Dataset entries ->
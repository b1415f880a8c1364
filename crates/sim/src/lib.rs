//! Bernoulli Lift - Simulation Library
//!
//! Interactive simulation of Bernoulli-effect lift on a sphere in a
//! configurable wind field:
//! - Analytic force model (pressure difference over the fast/slow side)
//! - Rigid ball with gravity, damping and boundary bounces
//! - Tracer particle field that visualizes flow around the ball
//!
//! This crate is framework-agnostic - it handles simulation only.
//! Use the `viewer` crate for rendering with Macroquad.

pub mod ball;
pub mod constants;
pub mod domain;
pub mod field;
pub mod forces;
pub mod simulation;
pub mod wind;

pub use ball::Ball;
pub use domain::Domain;
pub use field::{FlowParticle, ParticleField};
pub use forces::ForceResult;
pub use simulation::{BallState, BernoulliSimulation, ViewPlane};
pub use wind::WindState;
//! Integration tests for the Bernoulli lift simulation.
//! Run with: cargo test -p sim
//!
//! These verify the core contract:
//! - P1: sub-threshold wind produces thrust-only lift
//! - P2: negated wind speed equals a 180° angle rotation
//! - P3: near-band particles flow tangentially around the ball
//! - P4: the ball never leaves the domain
//! - P5: drag freezes physics
//! - P6: the particle pool stays bounded

use glam::{Vec2, Vec3};
use sim::forces;
use sim::{BernoulliSimulation, Domain, ParticleField, ViewPlane, WindState};

const DT: f32 = 1.0 / 60.0;

/// P1: below the minimum wind threshold, lift is exactly the external
/// thrust and the drag forces vanish, regardless of angle.
#[test]
fn sub_threshold_wind_gives_thrust_only() {
    for speed in [0.0, 0.1, 0.3, -0.4] {
        for angle in [0.0, 90.0, 200.0, 315.0] {
            let wind = WindState {
                speed,
                angle_deg: angle,
                vertical: 0.0,
                vertical_thrust: -42.0,
                side_force_coeff: 0.9,
            };
            let f = forces::evaluate(&wind, 50.0);
            assert_eq!(f.lift, -42.0, "speed={speed} angle={angle}");
            assert_eq!(f.side, 0.0);
            assert_eq!(f.front, 0.0);
            assert_eq!(f.pressure_diff, 0.0);
        }
    }

    // Exactly at the threshold (inclusive): still thrust-only.
    let wind = WindState {
        speed: 0.5,
        angle_deg: 0.0,
        vertical: 0.0,
        vertical_thrust: 7.0,
        side_force_coeff: 0.5,
    };
    let f = sim::forces::evaluate(&wind, 50.0);
    assert_eq!(f.lift, 7.0);
    assert_eq!(f.side, 0.0);
}

/// P2: flipping the sign of the speed is the same wind as rotating the
/// angle by 180°.
#[test]
fn negated_speed_equals_rotated_angle() {
    for (speed, angle) in [(25.0, 123.0), (10.0, 0.0), (48.0, 271.5)] {
        let negated = WindState {
            speed: -speed,
            angle_deg: angle,
            vertical: 5.0,
            ..WindState::default()
        };
        let rotated = WindState {
            speed,
            angle_deg: (angle + 180.0).rem_euclid(360.0),
            vertical: 5.0,
            ..WindState::default()
        };
        let a = forces::evaluate(&negated, 40.0);
        let b = forces::evaluate(&rotated, 40.0);
        assert!((a.lift - b.lift).abs() < 1e-3);
        assert!((a.side - b.side).abs() < 1e-3);
        assert!((a.front - b.front).abs() < 1e-3);
    }
}

/// Golden value regression: speed 20 m/s, angle 0, minimum radius.
///
/// Pressure difference = ½·1.225·((20·1.4)² − (20·0.8)²) = 323.4 Pa,
/// area = π·0.2² m², lift coefficient 0.5 ⇒ lift ≈ 20.32 N.
#[test]
fn golden_lift_at_reference_conditions() {
    let wind = WindState {
        speed: 20.0,
        angle_deg: 0.0,
        vertical: 0.0,
        vertical_thrust: 0.0,
        side_force_coeff: 0.2,
    };
    let f = forces::evaluate(&wind, 20.0);

    let expected = 323.4 * std::f32::consts::PI * 0.04 * 0.5;
    assert!(f.lift > 0.0);
    assert!((f.lift - expected).abs() < 0.05, "lift = {}", f.lift);
    assert!((f.lift - 20.32).abs() < 0.05);

    // Deterministic for identical inputs.
    let again = forces::evaluate(&wind, 20.0);
    assert_eq!(f.lift, again.lift);
    assert_eq!(f.mass, again.mass);
}

/// P4: under extreme forcing the ball stays inside the domain, and at a
/// boundary its velocity never points out of the domain.
#[test]
fn ball_never_leaves_the_domain() {
    let domain = Domain::default();
    let mut sim = BernoulliSimulation::with_seed(domain, 4);
    sim.set_wind_speed(50.0);
    sim.set_wind_vertical(-20.0);
    sim.set_vertical_thrust(1000.0);
    sim.set_side_force_coefficient(1.0);

    for tick in 0..3000 {
        if tick == 1000 {
            sim.set_vertical_thrust(-1000.0);
            sim.set_wind_angle_deg(200.0);
        }
        sim.update(DT);

        let ball = sim.ball_state();
        let r = ball.radius;
        let eps = 1e-3;
        assert!(ball.position.y <= domain.ground_y(r) + eps, "tick {tick}");
        assert!(ball.position.y >= domain.ceiling_y(r) - eps, "tick {tick}");
        assert!(ball.position.x >= domain.left_wall(r) - eps);
        assert!(ball.position.x <= domain.right_wall(r) + eps);
        assert!(ball.position.z >= domain.depth_min() - eps);
        assert!(ball.position.z <= domain.depth_max() + eps);

        // Post-bounce velocity always points back into the domain.
        if (ball.position.y - domain.ground_y(r)).abs() < eps {
            assert!(ball.velocity.y <= 0.0);
        }
        if (ball.position.y - domain.ceiling_y(r)).abs() < eps {
            assert!(ball.velocity.y >= 0.0);
        }
    }
}

/// P3: a particle in the near band ends the tick with a velocity
/// perpendicular to its radius vector (XY plane tangential flow).
#[test]
fn near_band_particles_move_tangentially() {
    let wind = WindState {
        speed: 20.0,
        ..WindState::default()
    };
    let ball_pos = Vec3::ZERO;
    let radius = 30.0;

    for angle_deg in [0.0_f32, 45.0, 130.0, 250.0, 340.0] {
        let rad = angle_deg.to_radians();
        let offset = Vec3::new(rad.cos(), rad.sin(), 0.0) * (radius + 10.0);

        let mut field = ParticleField::with_seed(1, 5);
        field.particles[0].position = ball_pos + offset;
        field.update(DT, &wind, ball_pos, radius);

        let v = field.particles[0].velocity;
        let dot = v.x * offset.x + v.y * offset.y;
        let scale = v.length() * offset.length();
        assert!(scale > 0.0, "tangential velocity must be nonzero");
        assert!(
            dot.abs() < 1e-3 * scale,
            "angle {angle_deg}: dot = {dot}, v = {v:?}"
        );
    }
}

/// Streamline curvature: inside the outer influence band (but outside the
/// near band) particles get a vertical nudge that pushes them away from
/// the ball's vertical center, on top of the ambient wind.
#[test]
fn influence_band_curves_streamlines_away_from_ball() {
    let wind = WindState {
        speed: 20.0,
        vertical: 0.0,
        ..WindState::default()
    };
    let ball_pos = Vec3::ZERO;
    let radius = 30.0;
    let ambient_vy = wind.vertical * 0.3;

    // Above the ball (y grows down, dy > 0): nudged further down.
    let mut field = ParticleField::with_seed(1, 13);
    field.particles[0].position = ball_pos + Vec3::new(0.0, radius + 50.0, 0.0);
    field.update(DT, &wind, ball_pos, radius);
    assert!(
        field.particles[0].velocity.y > ambient_vy,
        "dy > 0 must push away: vy = {}",
        field.particles[0].velocity.y
    );

    // Below the ball (dy < 0): nudged further up.
    let mut field = ParticleField::with_seed(1, 13);
    field.particles[0].position = ball_pos - Vec3::new(0.0, radius + 50.0, 0.0);
    field.update(DT, &wind, ball_pos, radius);
    assert!(
        field.particles[0].velocity.y < ambient_vy,
        "dy < 0 must push away: vy = {}",
        field.particles[0].velocity.y
    );

    // Outside the band the velocity is the plain 0.3-scaled wind.
    let mut field = ParticleField::with_seed(1, 13);
    field.particles[0].position = ball_pos + Vec3::new(0.0, radius + 200.0, 0.0);
    field.update(DT, &wind, ball_pos, radius);
    assert_eq!(field.particles[0].velocity.y, ambient_vy);
}

/// P5: starting a drag zeroes the velocity and update() leaves the dragged
/// ball untouched even under large forces.
#[test]
fn drag_freezes_ball_physics() {
    let mut sim = BernoulliSimulation::with_seed(Domain::default(), 6);
    sim.set_vertical_thrust(1000.0);
    sim.set_wind_speed(50.0);
    for _ in 0..30 {
        sim.update(DT);
    }

    let grab = Vec2::new(sim.ball.position.x, sim.ball.position.y);
    sim.begin_drag(ViewPlane::Xy, grab);
    assert_eq!(sim.ball_state().velocity, Vec3::ZERO);
    assert!(sim.is_dragging());

    let held = sim.ball_state();
    for _ in 0..100 {
        sim.update(DT);
    }
    assert_eq!(sim.ball_state().position, held.position);
    assert_eq!(sim.ball_state().velocity, Vec3::ZERO);

    // Dragging moves the ball directly, clamped into the domain.
    sim.update_drag(Vec2::new(-500.0, -500.0));
    let r = sim.ball_state().radius;
    assert_eq!(sim.ball_state().position.x, sim.domain.left_wall(r));

    sim.end_drag();
    assert!(!sim.is_dragging());
}

/// P6: the particle pool never grows past its initial population, and
/// never empties, across many ticks and wind changes.
#[test]
fn particle_pool_stays_bounded() {
    let mut sim = BernoulliSimulation::with_seed(Domain::default(), 8);
    let initial = sim.particles().len();

    for tick in 0..5000 {
        if tick % 500 == 0 {
            sim.set_wind_angle_deg(tick as f32 * 0.7);
            sim.set_wind_speed(if tick % 1000 == 0 { 50.0 } else { -30.0 });
        }
        sim.update(DT);

        let n = sim.particles().len();
        assert!(n <= initial, "pool grew to {n} at tick {tick}");
        assert!(n > 0, "pool died out at tick {tick}");
    }
}

/// Snapshot surface sanity: mass matches the cube law and the particle
/// iterator restarts each query.
#[test]
fn query_surface_snapshots() {
    let mut sim = BernoulliSimulation::with_seed(Domain::default(), 10);
    sim.set_ball_radius(40.0);
    let m1 = sim.ball_state().mass;
    sim.set_ball_radius(80.0);
    let m2 = sim.ball_state().mass;
    assert!((m2 / m1 - 8.0).abs() < 1e-3);

    sim.update(DT);
    let a = sim.particles().len();
    let b = sim.particles().len();
    assert_eq!(a, b);
}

ACTIVITY ->
Could you output the lines above, exactly as written, from the one containing "and the particle" through the last, with both ends included and no others?

RESPONSE FOR THIS EXERCISE ->
/// Snapshot surface sanity: mass matches the cube law and the particle
/// iterator restarts each query.
#[test]
fn query_surface_snapshots() {
    let mut sim = BernoulliSimulation::with_seed(Domain::default(), 10);
    sim.set_ball_radius(40.0);
    let m1 = sim.ball_state().mass;
    sim.set_ball_radius(80.0);
    let m2 = sim.ball_state().mass;
    assert!((m2 / m1 - 8.0).abs() < 1e-3);

    sim.update(DT);
    let a = sim.particles().len();
    let b = sim.particles().len();
    assert_eq!(a, b);
}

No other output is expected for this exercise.